My soft, magic, disabled hands are warm, but they get stiff and achy when they are cold. In winter, my left hand is always warmer because I can keep it in my pocket while my right hand drives my wheelchair. My grip is very weak first thing in the morning, and sometimes it takes a moment for my hands to let go of objects when I’m passing them to someone.

The shapes my hands make when they are sitting naturally are delicate and graceful, as though they would not be out of place in a Renaissance painting. When I say delicate and graceful, I am not referring to the delicate and graceful you might associate with long, slender-fingered hands adorned with fine jewelry in glossy magazines, because those are certainly not spaces in which I see my hands reflected or represented. The delicate and graceful of my disabled hands refers to a radical softness, a power that comes from adversity and the gentle, tender care with which I approach the world.

My magic, disabled hands are the softest parts of me when I have to be hard and rough-hewn to survive.

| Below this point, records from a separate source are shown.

//! Bigram extraction module.
//!
//! Bigrams are pairs of adjacent tokens inside one text. Extraction never
//! looks past the token slice it is given, so a caller that feeds one record
//! at a time can never produce a pair spanning two records.

/// Extracts bigrams from a token slice using a sliding window.
///
/// For fewer than 2 tokens, no bigrams are emitted.
/// For N tokens, exactly N-1 bigrams are emitted, left to right.
///
/// # Example
///
/// ```
/// use tally_core::analyzer::bigram::extract_bigrams;
///
/// let mut pairs = Vec::new();
/// extract_bigrams(&["the", "cat", "sat"], |a, b| pairs.push((a, b)));
///
/// assert_eq!(pairs, [("the", "cat"), ("cat", "sat")]);
/// ```
#[inline(always)]
pub fn extract_bigrams<'t, F>(tokens: &[&'t str], mut callback: F)
where
    F: FnMut(&'t str, &'t str),
{
    for window in tokens.windows(2) {
        callback(window[0], window[1]);
    }
}

/// Writes the space-joined form of a bigram into `out`, replacing its contents.
#[inline]
pub fn join_into(first: &str, second: &str, out: &mut String) {
    out.clear();
    out.reserve(first.len() + 1 + second.len());
    out.push_str(first);
    out.push(' ');
    out.push_str(second);
}

#[cfg(test)]
mod tests {
    use super::*;

    #[test]
    fn extract_basic() {
        let mut pairs = Vec::new();
        extract_bigrams(&["a1", "b2", "c3", "d4"], |a, b| pairs.push((a, b)));
        assert_eq!(pairs, [("a1", "b2"), ("b2", "c3"), ("c3", "d4")]);
    }

    #[test]
    fn extract_short_input() {
        let mut pairs: Vec<(&str, &str)> = Vec::new();
        extract_bigrams(&[], |a, b| pairs.push((a, b)));
        assert!(pairs.is_empty());

        extract_bigrams(&["alone"], |a, b| pairs.push((a, b)));
        assert!(pairs.is_empty());
    }

    #[test]
    fn extract_exactly_two() {
        let mut pairs = Vec::new();
        extract_bigrams(&["ọma", "ẹfu"], |a, b| pairs.push((a, b)));
        assert_eq!(pairs, [("ọma", "ẹfu")]);
    }

    #[test]
    fn join_replaces_buffer() {
        let mut buf = String::from("leftover");
        join_into("the", "cat", &mut buf);
        assert_eq!(buf, "the cat");
    }
}
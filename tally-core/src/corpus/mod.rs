//! Corpus storage.
//!
//! A [`Corpus`] is an ordered list of [`Record`]s that share one [`Schema`].
//! Records keep every cell of their source row so that exports reproduce the
//! input losslessly; the text and length columns are located through the
//! schema.
//!
//! Record length is always the whitespace-token count of the raw text (see
//! [`token_length`]). A length column supplied by the input is trusted as-is.
//!
//! Filtering produces a new `Corpus` that shares the schema through an `Arc`,
//! so downstream stages work on an immutable snapshot.

mod builder;
mod cache;
mod export;
mod filter;
mod loader;

pub use builder::DatasetBuilder;
pub use cache::{CacheStats, LoaderCache};
pub use export::{write_csv, write_json, ExportError};
pub use loader::Loader;

use std::sync::Arc;

/// Canonical record length: number of whitespace-separated tokens in `text`.
///
/// Computed on the raw text, before normalization.
#[inline]
pub fn token_length(text: &str) -> u32 {
    u32::try_from(text.split_whitespace().count()).unwrap_or(u32::MAX)
}

/// Column layout shared by every record of a corpus.
#[derive(Debug, Clone, PartialEq, Eq)]
pub struct Schema {
    columns: Vec<String>,
    text_column: usize,
    length_column: usize,
}

impl Schema {
    /// Creates a schema.
    ///
    /// Returns `None` when either index is out of bounds, both point at the
    /// same column, or a column name repeats.
    pub fn new(columns: Vec<String>, text_column: usize, length_column: usize) -> Option<Self> {
        if text_column >= columns.len()
            || length_column >= columns.len()
            || text_column == length_column
            || columns.iter().enumerate().any(|(i, c)| columns[..i].contains(c))
        {
            return None;
        }
        Some(Self {
            columns,
            text_column,
            length_column,
        })
    }

    /// Column names in input order.
    #[inline(always)]
    pub fn columns(&self) -> &[String] {
        &self.columns
    }

    /// Index of the text column.
    #[inline(always)]
    pub fn text_column(&self) -> usize {
        self.text_column
    }

    /// Index of the length column.
    #[inline(always)]
    pub fn length_column(&self) -> usize {
        self.length_column
    }

    /// Name of the text column.
    #[inline]
    pub fn text_field(&self) -> &str {
        &self.columns[self.text_column]
    }

    /// Name of the length column.
    #[inline]
    pub fn length_field(&self) -> &str {
        &self.columns[self.length_column]
    }

    /// Number of columns.
    #[inline(always)]
    pub fn width(&self) -> usize {
        self.columns.len()
    }
}

/// One row of the corpus.
#[derive(Debug, Clone, PartialEq, Eq)]
pub struct Record {
    fields: Box<[String]>,
    length: u32,
}

impl Record {
    /// Creates a record from its cells and parsed length.
    ///
    /// The caller guarantees `fields.len()` matches the schema width.
    pub(crate) fn new(fields: Vec<String>, length: u32) -> Self {
        Self {
            fields: fields.into_boxed_slice(),
            length,
        }
    }

    /// Record length (token count).
    #[inline(always)]
    pub fn length(&self) -> u32 {
        self.length
    }

    /// All cells in schema order.
    #[inline(always)]
    pub fn fields(&self) -> &[String] {
        &self.fields
    }

    /// Cell at `column`, if any.
    #[inline]
    pub fn field(&self, column: usize) -> Option<&str> {
        self.fields.get(column).map(String::as_str)
    }
}

/// Ordered collection of records under analysis.
#[derive(Debug, Clone, PartialEq, Eq)]
pub struct Corpus {
    schema: Arc<Schema>,
    records: Vec<Record>,
}

impl Corpus {
    /// Creates a corpus. Every record must match the schema width.
    pub(crate) fn new(schema: Arc<Schema>, records: Vec<Record>) -> Self {
        debug_assert!(
            records.iter().all(|r| r.fields.len() == schema.width()),
            "corpus: record width does not match schema"
        );
        Self { schema, records }
    }

    /// A corpus with the same schema and the given records.
    pub(crate) fn with_records(&self, records: Vec<Record>) -> Self {
        Self::new(Arc::clone(&self.schema), records)
    }

    /// The shared schema.
    #[inline(always)]
    pub fn schema(&self) -> &Schema {
        &self.schema
    }

    /// All records in order.
    #[inline(always)]
    pub fn records(&self) -> &[Record] {
        &self.records
    }

    /// Number of records.
    #[inline(always)]
    #[must_use]
    pub fn len(&self) -> usize {
        self.records.len()
    }

    /// Returns `true` if the corpus holds no records.
    #[inline(always)]
    #[must_use]
    pub fn is_empty(&self) -> bool {
        self.records.is_empty()
    }

    /// Text of every record, in order. This is the text accessor the
    /// statistics stages consume.
    pub fn texts(&self) -> impl Iterator<Item = &str> + Clone + '_ {
        let column = self.schema.text_column;
        self.records
            .iter()
            .map(move |r| r.field(column).unwrap_or_default())
    }

    /// Length of every record, in order.
    pub fn lengths(&self) -> impl Iterator<Item = u32> + Clone + '_ {
        self.records.iter().map(Record::length)
    }

    /// `(min, max)` over record lengths, or `None` when empty.
    ///
    /// These are the bounds a length slider should offer.
    pub fn length_bounds(&self) -> Option<(u32, u32)> {
        let mut lengths = self.lengths();
        let first = lengths.next()?;
        Some(lengths.fold((first, first), |(lo, hi), l| (lo.min(l), hi.max(l))))
    }

    /// The first `n` records (the dataset preview).
    #[inline]
    pub fn head(&self, n: usize) -> &[Record] {
        &self.records[..n.min(self.records.len())]
    }
}


#[cfg(test)]
mod tests {
    use super::test_support::*;
    use super::*;

    #[test]
    fn token_length_counts_whitespace_runs() {
        assert_eq!(token_length("the cat  sat"), 3);
        assert_eq!(token_length("  "), 0);
        assert_eq!(token_length("one,two three."), 2);
    }

    #[test]
    fn schema_rejects_bad_indices() {
        let cols = || vec!["a".to_string(), "b".to_string()];
        assert!(Schema::new(cols(), 0, 1).is_some());
        assert!(Schema::new(cols(), 0, 0).is_none());
        assert!(Schema::new(cols(), 2, 1).is_none());
        assert!(Schema::new(vec!["a".into(), "b".into(), "a".into()], 0, 1).is_none());
    }

    #[test]
    fn texts_follow_text_column() {
        let c = corpus(&[("first one", 2), ("second", 1)]);
        assert_eq!(c.texts().collect::<Vec<_>>(), ["first one", "second"]);
        assert_eq!(c.schema().text_field(), "sentence");
        assert_eq!(c.schema().length_field(), "length");
    }

    #[test]
    fn length_bounds() {
        let c = corpus(&[("a", 3), ("b", 10), ("c", 5)]);
        assert_eq!(c.length_bounds(), Some((3, 10)));
        assert_eq!(corpus(&[]).length_bounds(), None);
    }

    #[test]
    fn head_clamps() {
        let c = corpus(&[("a", 1), ("b", 1)]);
        assert_eq!(c.head(5).len(), 2);
        assert_eq!(c.head(1).len(), 1);
        assert!(c.head(0).is_empty());
    }
}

My disabled hands allow me to protest, communicate, and mobilize my body. I use them to make art and food, to build spaces and community, to adorn my body. My disabled hands provide care, comfort, protection, pleasure, and nourishment. I am ambidextrous, which means I hold love for and within both magic hands. And I’m very good at doing my own eyeliner.

As I write these words, I’m thinking about Isabella, a girl who bullied me relentlessly throughout school and nicknamed my lovely, twisted, curved, hyperextended hands "fish fingers." She used this phrase like code to make jokes about me while I was listening, so I would join in the laughter, unaware that my own sacred, disabled hands were the punchline. In hindsight, I realized my hands have presence enough to be noticed (and named) by another person.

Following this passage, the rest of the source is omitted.